While the best solution to our methane problem would be for mankind to stop eating meat and go vegan, let’s face it, that’s simply never going to happen. We love meat and we are going to keep eating it as a species. Asparagopsis Taxiformis could be a real solution to this problem that could make a huge difference in the fight against global warming.

5 Comments

  1. I have a hard time believing the 6,000 hectares figure in this article. By my calculations, 6,000 hectares is an area 7.75 km x 7.75 km. If that’s correct, we should be jumping all over this concept, but I suspect the required area is much larger to feed all the livestock on the planet.

  2. Why would you want to grow seaweed on land? Six thousand hectares of sea surface is next to nothing.

  3. Why would you grow seaweed on land? 6000, or even 60,000 hectares would not be noticeable on the ocean surface.

  4. Lots of seaweeds are great for livestock; I’m glad to see there is potential for it beyond its nutrition. I agree with the previous comments that 6000 hectares is a small amount of land to produce 2% of the feed of the world’s cows or livestock. 6000 hectares of ocean area is but a drop.

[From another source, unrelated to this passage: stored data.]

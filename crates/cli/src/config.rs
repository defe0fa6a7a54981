//! Analysis configuration: JSON file plus command-line overrides.

use anyhow::{Context, Result};
use landgen_analysis::analysis::{Intercept, IsolationConfig, LogitOptions};
use landgen_sim::simulation::ModelParams;
use serde::{Deserialize, Serialize};
use std::path::{Path, PathBuf};

use crate::args::AnalyzeArgs;
use crate::defaults;

/// Everything an `analyze` run needs.
#[derive(Debug, Clone, PartialEq, Serialize, Deserialize)]
#[serde(default)]
pub struct AnalysisConfig {
    /// Model construction parameters
    pub model: ModelParams,
    /// Burn-in steps walked before the first snapshot
    pub burn_in: usize,
    /// Main-phase timesteps walked before the analyzed snapshot
    pub timesteps: usize,
    /// Individuals sampled for the distance analysis
    pub sample_size: usize,
    /// Sampling seed; drawn at random when absent
    pub seed: Option<u64>,
    pub env_layers: Vec<usize>,
    /// Principal components used to colour individuals
    pub visual_pcs: usize,
    /// Significance threshold for the geographic coefficient
    pub alpha: f64,
    pub intercept: bool,
    pub max_iter: usize,
    pub tol: f64,
    /// SVG figure path; the 3-D plot goes next to it
    pub output: PathBuf,
    /// Layer whose zero cells are masked on maps
    pub mask_layer: Option<usize>,
    pub phenotype_trait: usize,
}

impl Default for AnalysisConfig {
    fn default() -> Self {
        Self {
            model: ModelParams {
                database: defaults::DATABASE.into(),
                species: defaults::SPECIES,
            },
            burn_in: defaults::BURN_IN_STEPS,
            timesteps: defaults::TIMESTEPS,
            sample_size: defaults::SAMPLE_SIZE,
            seed: None,
            env_layers: vec![defaults::ENV_LAYER],
            visual_pcs: defaults::VISUAL_PCS,
            alpha: defaults::ALPHA,
            intercept: false,
            max_iter: defaults::MAX_ITER,
            tol: defaults::TOLERANCE,
            output: PathBuf::from(defaults::OUTPUT_FIGURE),
            mask_layer: Some(defaults::MASK_LAYER),
            phenotype_trait: defaults::PHENOTYPE_TRAIT,
        }
    }
}

impl AnalysisConfig {
    /// Read a JSON configuration file. Missing fields take their defaults.
    pub fn from_file(path: &Path) -> Result<Self> {
        let text = std::fs::read_to_string(path)
            .with_context(|| format!("Failed to read config file {}", path.display()))?;
        serde_json::from_str(&text)
            .with_context(|| format!("Failed to parse config file {}", path.display()))
    }

    /// Build the configuration for `args`: file values, then flag overrides.
    pub fn resolve(args: &AnalyzeArgs) -> Result<Self> {
        let mut config = match &args.config {
            Some(path) => Self::from_file(path)?,
            None => Self::default(),
        };
        config.apply_overrides(args);
        config.validate()?;
        Ok(config)
    }

    pub fn apply_overrides(&mut self, args: &AnalyzeArgs) {
        if let Some(db) = &args.database {
            self.model.database = db.clone();
        }
        if let Some(species) = args.species {
            self.model.species = species;
        }
        if let Some(v) = args.burn_in {
            self.burn_in = v;
        }
        if let Some(v) = args.timesteps {
            self.timesteps = v;
        }
        if let Some(v) = args.sample_size {
            self.sample_size = v;
        }
        if args.seed.is_some() {
            self.seed = args.seed;
        }
        if let Some(layers) = &args.env_layers {
            self.env_layers = layers.clone();
        }
        if let Some(v) = args.visual_pcs {
            self.visual_pcs = v;
        }
        if let Some(v) = args.alpha {
            self.alpha = v;
        }
        if args.intercept {
            self.intercept = true;
        }
        if let Some(v) = args.max_iter {
            self.max_iter = v;
        }
        if let Some(v) = args.tol {
            self.tol = v;
        }
        if let Some(path) = &args.output {
            self.output = path.clone();
        }
        if args.no_mask {
            self.mask_layer = None;
        } else if let Some(layer) = args.mask_layer {
            self.mask_layer = Some(layer);
        }
        if let Some(v) = args.phenotype_trait {
            self.phenotype_trait = v;
        }
    }

    pub fn validate(&self) -> Result<()> {
        if self.sample_size < 2 {
            anyhow::bail!("Sample size must be at least 2, got {}", self.sample_size);
        }
        if self.env_layers.is_empty() {
            anyhow::bail!("At least one environment layer is required");
        }
        if !(0.0..=1.0).contains(&self.alpha) {
            anyhow::bail!("Alpha must lie in [0, 1], got {}", self.alpha);
        }
        if self.max_iter == 0 {
            anyhow::bail!("Max iterations must be positive");
        }
        if !(self.tol > 0.0) {
            anyhow::bail!("Tolerance must be positive, got {}", self.tol);
        }
        if self.visual_pcs == 0 {
            anyhow::bail!("At least one visualization PC is required");
        }
        Ok(())
    }

    /// Settings handed to the isolation pipeline.
    pub fn isolation(&self) -> IsolationConfig {
        IsolationConfig {
            env_layers: self.env_layers.clone(),
            intercept: if self.intercept {
                Intercept::Include
            } else {
                Intercept::Omit
            },
            logit: LogitOptions {
                max_iter: self.max_iter,
                tol: self.tol,
            },
        }
    }
}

    Also, many people would disagree that everyone should “go vegan,” and many would even disagree that anyone should go vegan, considering that there is no record of a vegan society ever existing except the Janes, who do not reproduce. Human nutrition requires animal products, or at the very least lots of bugs. It always has and it probably always will. A change of livestock-production-systems is what we need, not to stop eating meat altogether.

  5. Instead of saying things like, everyone going vegan is “simply never going to happen,” why not feed its possibility with desire? A cynical or nihilistic belief system is a powerless choice, coming from a lack of desire in a person who is passive and disengaged from their own power to change and learn.

    Millions of people on the planet right now live long, healthy lives free from illness, thriving on a vegan diet. Believing that it’s not possible, when there is a mountain of evidence that it is, comes from an individual’s own distorted belief system. Obviously we surround ourselves with others who believe as we do, if we are not open to our own emotions being challenged, and so begin to develop belief systems that there is no other way outside of our own bubble.

    It would be like a drug addict who has heard that sobriety exists, but doesn’t yet want it for himself, saying, “Let’s just face it, no one wants to be sober,” when many millions of people are, don’t even know any drug addicts, and would never dream of putting intoxicants into their body, much less derive pleasure from it. Eating meat is an addiction based on emotional error, and has been inherited from the actions of our ancestors.

    In order to thrive on a vegan diet, two things must occur: 1) a soul-based emotional shift about love – as opposed to just doing it intellectually, and 2) working through fear about survival and pathological self-reliance. The natural world is not a dangerous place that needs to be dominated.

    When a person engages this process, the true nature of life begins to reveal itself, that there is a loving and intelligent design. We naturally want to align ourselves with it, the more we know it, rather than killing it or seeking to control it for our own addictive purposes. Animal products are non-foods to those who have gone through this emotional process, and plants make sense as all the nourishment we need.

    Those who have not yet gone through this emotional shift often become triggered into shame when they hear about it, because it challenges their sense of themselves as a “good person.” Then this self-judgment becomes anger that is projected at the one speaking of veganism. But if you allow yourself to humbly just feel about it, to experiment emotionally, to be okay to be mistaken, rather than just denying, defending and attacking, it will be a very soft process, where grief and remorse are felt and the body will naturally respond well to a plant-based diet. The solutions other than using animals will all be apparent.

    Let’s use our words to create what’s possible, instead of just looking at what is, based on collective human error.